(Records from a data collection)
══════════════════════════════
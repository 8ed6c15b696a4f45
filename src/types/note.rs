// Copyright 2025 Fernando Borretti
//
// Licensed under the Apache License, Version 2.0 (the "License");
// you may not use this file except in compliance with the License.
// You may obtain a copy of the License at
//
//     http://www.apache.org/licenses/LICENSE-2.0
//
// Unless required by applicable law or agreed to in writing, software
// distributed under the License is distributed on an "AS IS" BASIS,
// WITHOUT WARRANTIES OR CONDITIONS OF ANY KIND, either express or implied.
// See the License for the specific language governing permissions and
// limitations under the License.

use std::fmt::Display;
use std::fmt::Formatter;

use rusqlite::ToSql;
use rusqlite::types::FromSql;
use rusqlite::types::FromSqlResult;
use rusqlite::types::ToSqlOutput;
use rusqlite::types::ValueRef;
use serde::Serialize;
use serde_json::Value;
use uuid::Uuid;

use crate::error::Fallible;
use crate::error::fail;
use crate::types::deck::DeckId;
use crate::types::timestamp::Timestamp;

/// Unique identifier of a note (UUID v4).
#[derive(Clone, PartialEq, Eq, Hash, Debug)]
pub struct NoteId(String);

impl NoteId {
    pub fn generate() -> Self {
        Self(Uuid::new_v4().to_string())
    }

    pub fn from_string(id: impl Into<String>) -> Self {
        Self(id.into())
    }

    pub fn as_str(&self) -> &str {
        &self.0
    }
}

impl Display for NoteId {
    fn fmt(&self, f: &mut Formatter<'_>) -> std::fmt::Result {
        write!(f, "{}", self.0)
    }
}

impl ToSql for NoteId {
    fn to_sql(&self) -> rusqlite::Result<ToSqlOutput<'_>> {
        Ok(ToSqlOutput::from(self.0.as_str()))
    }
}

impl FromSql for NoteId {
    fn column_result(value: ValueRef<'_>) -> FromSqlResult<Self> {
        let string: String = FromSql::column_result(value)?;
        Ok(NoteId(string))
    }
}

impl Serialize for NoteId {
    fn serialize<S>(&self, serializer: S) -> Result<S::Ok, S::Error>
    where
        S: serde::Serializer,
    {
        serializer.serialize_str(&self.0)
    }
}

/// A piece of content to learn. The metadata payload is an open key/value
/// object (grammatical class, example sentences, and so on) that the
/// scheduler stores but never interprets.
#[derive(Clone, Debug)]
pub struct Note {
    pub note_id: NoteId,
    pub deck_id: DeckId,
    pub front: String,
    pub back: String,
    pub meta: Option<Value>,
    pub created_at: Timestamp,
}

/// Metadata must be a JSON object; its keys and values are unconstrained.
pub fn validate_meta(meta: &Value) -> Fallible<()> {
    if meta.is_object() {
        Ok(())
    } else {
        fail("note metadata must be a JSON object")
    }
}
══════════════════════════════
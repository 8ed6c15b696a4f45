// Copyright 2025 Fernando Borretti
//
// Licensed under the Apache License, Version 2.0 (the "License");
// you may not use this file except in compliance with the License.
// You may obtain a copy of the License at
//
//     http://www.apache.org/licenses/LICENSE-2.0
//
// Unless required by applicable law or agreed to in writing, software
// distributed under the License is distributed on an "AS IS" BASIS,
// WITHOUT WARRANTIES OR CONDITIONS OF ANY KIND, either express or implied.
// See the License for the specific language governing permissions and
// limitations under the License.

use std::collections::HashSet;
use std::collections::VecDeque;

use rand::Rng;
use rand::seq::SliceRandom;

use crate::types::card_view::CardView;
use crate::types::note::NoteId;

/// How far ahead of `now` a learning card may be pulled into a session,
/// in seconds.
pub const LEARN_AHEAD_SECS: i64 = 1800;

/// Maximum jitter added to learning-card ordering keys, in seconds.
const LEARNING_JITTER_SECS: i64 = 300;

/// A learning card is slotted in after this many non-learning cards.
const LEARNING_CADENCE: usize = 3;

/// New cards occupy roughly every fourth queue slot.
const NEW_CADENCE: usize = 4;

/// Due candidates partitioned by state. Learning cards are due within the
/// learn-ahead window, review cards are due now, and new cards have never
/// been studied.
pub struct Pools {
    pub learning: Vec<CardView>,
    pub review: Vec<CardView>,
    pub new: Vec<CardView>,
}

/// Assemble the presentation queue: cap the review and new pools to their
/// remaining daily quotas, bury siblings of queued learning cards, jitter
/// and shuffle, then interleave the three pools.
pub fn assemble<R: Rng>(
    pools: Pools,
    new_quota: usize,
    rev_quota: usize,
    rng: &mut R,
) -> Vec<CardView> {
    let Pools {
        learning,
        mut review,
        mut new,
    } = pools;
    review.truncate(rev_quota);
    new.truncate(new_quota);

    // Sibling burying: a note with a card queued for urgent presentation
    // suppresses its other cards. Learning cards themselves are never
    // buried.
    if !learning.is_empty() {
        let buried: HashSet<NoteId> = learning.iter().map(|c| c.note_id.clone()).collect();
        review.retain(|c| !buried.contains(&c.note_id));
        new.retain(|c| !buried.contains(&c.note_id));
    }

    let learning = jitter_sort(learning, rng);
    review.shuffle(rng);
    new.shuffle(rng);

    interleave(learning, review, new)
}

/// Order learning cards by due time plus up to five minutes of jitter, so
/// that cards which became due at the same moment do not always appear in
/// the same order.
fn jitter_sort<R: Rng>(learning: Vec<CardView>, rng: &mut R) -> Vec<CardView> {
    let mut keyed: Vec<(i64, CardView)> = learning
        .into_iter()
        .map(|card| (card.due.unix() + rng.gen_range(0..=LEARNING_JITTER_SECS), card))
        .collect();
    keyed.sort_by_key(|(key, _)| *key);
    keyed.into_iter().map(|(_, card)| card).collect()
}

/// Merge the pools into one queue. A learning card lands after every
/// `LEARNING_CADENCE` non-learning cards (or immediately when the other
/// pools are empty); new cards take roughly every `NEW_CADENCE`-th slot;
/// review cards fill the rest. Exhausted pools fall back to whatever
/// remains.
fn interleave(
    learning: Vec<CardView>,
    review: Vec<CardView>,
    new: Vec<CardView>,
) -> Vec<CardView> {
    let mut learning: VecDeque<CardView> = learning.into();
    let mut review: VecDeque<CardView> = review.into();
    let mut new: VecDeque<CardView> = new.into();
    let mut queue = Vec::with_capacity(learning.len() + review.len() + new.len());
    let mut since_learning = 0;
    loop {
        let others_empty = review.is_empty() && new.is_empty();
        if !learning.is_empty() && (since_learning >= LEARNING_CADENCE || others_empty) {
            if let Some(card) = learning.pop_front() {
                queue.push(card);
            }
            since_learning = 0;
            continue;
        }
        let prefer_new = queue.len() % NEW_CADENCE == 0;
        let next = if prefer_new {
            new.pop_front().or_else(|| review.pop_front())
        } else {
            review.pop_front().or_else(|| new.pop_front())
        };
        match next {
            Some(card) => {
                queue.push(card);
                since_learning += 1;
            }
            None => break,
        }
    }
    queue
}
══════════════════════════════
YOUR TASK: In the records, which lines mention the word "fail"? Copy those lines.

ANSWER SECTION:
use crate::error::fail;
        fail("note metadata must be a JSON object")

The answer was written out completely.